Select, from the material below, each line with "SubmissionStore" in it.
□ □ □ □ □ □ □
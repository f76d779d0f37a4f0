//! reinstate - SR-22 / FR-44 quote intake
//!
//! A terminal application that walks drivers through a short quote wizard
//! and lets staff track each resulting lead from pending to converted.

pub mod domain;
pub mod application;
pub mod infrastructure;
pub mod presentation;

pub use domain::*;
pub use application::*;
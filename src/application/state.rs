//! Application state for the terminal front end.
//!
//! Ties the quote wizard, the owner dashboard and the admin board to one
//! store and one notification buffer, and tracks which screen is showing.

use super::lifecycle::{BoardScope, SubmissionBoard, SubmissionLifecycle};
use super::notifications::Toasts;
use super::wizard::{QuoteWizard, WizardStep};
use crate::domain::{
    Identity, IdentityProvider, Jurisdiction, LifecycleError, Notifier, SubmissionStatus,
    SubmissionStore, ViolationType,
};
use std::path::PathBuf;
use tracing::warn;

/// Represents the screen the application is showing.
#[derive(Debug, Clone, Copy, PartialEq, Eq)]
pub enum AppMode {
    /// The quote intake wizard
    Wizard,
    /// The signed-in user's own quote requests
    Dashboard,
    /// Every submission, with status controls
    Admin,
    /// Typing into the admin search box
    Search,
    /// Key reference popup
    Help,
}

/// Input fields on the contact step, in tab order.
#[derive(Debug, Clone, Copy, PartialEq, Eq)]
pub enum ContactField {
    FirstName,
    LastName,
    Email,
    Phone,
    ZipCode,
    Consent,
}

impl ContactField {
    pub const ALL: [ContactField; 6] = [
        ContactField::FirstName,
        ContactField::LastName,
        ContactField::Email,
        ContactField::Phone,
        ContactField::ZipCode,
        ContactField::Consent,
    ];

    pub fn label(self) -> &'static str {
        match self {
            ContactField::FirstName => "First Name",
            ContactField::LastName => "Last Name",
            ContactField::Email => "Email Address",
            ContactField::Phone => "Phone Number",
            ContactField::ZipCode => "ZIP Code",
            ContactField::Consent => "Consent",
        }
    }

    fn index(self) -> usize {
        Self::ALL.iter().position(|f| *f == self).unwrap_or(0)
    }

    pub fn next(self) -> Self {
        Self::ALL[(self.index() + 1) % Self::ALL.len()]
    }

    pub fn previous(self) -> Self {
        Self::ALL[(self.index() + Self::ALL.len() - 1) % Self::ALL.len()]
    }
}

/// Main application state.
///
/// # Examples
///
/// ```
/// use reinstate::application::{App, AppMode};
/// use reinstate::infrastructure::{InMemoryStore, SessionIdentity};
///
/// let app = App::new(Box::new(InMemoryStore::default()), &SessionIdentity::anonymous(), "out.csv");
/// assert_eq!(app.mode, AppMode::Wizard);
/// assert!(app.identity().is_none());
/// ```
pub struct App {
    /// Current screen
    pub mode: AppMode,
    /// The quote intake flow
    pub wizard: QuoteWizard,
    /// Highlighted option on the jurisdiction, violation and ownership steps
    pub choice_cursor: usize,
    /// Focused input on the contact step
    pub contact_focus: ContactField,
    /// The signed-in user's submissions
    pub dashboard: SubmissionBoard,
    /// All submissions, for admins
    pub admin: SubmissionBoard,
    /// Latest success or error message
    pub toasts: Toasts,
    /// Shown after a screen change was refused
    pub access_notice: Option<String>,
    /// Where CSV exports are written
    pub export_path: PathBuf,
    /// Screen to return to when the help popup closes
    previous_mode: AppMode,
    identity: Option<Identity>,
    lifecycle: SubmissionLifecycle,
    store: Box<dyn SubmissionStore>,
}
□ □ □ □ □ □ □
§ OUTPUT FOR THIS TASK
    SubmissionStore, ViolationType,
    store: Box<dyn SubmissionStore>,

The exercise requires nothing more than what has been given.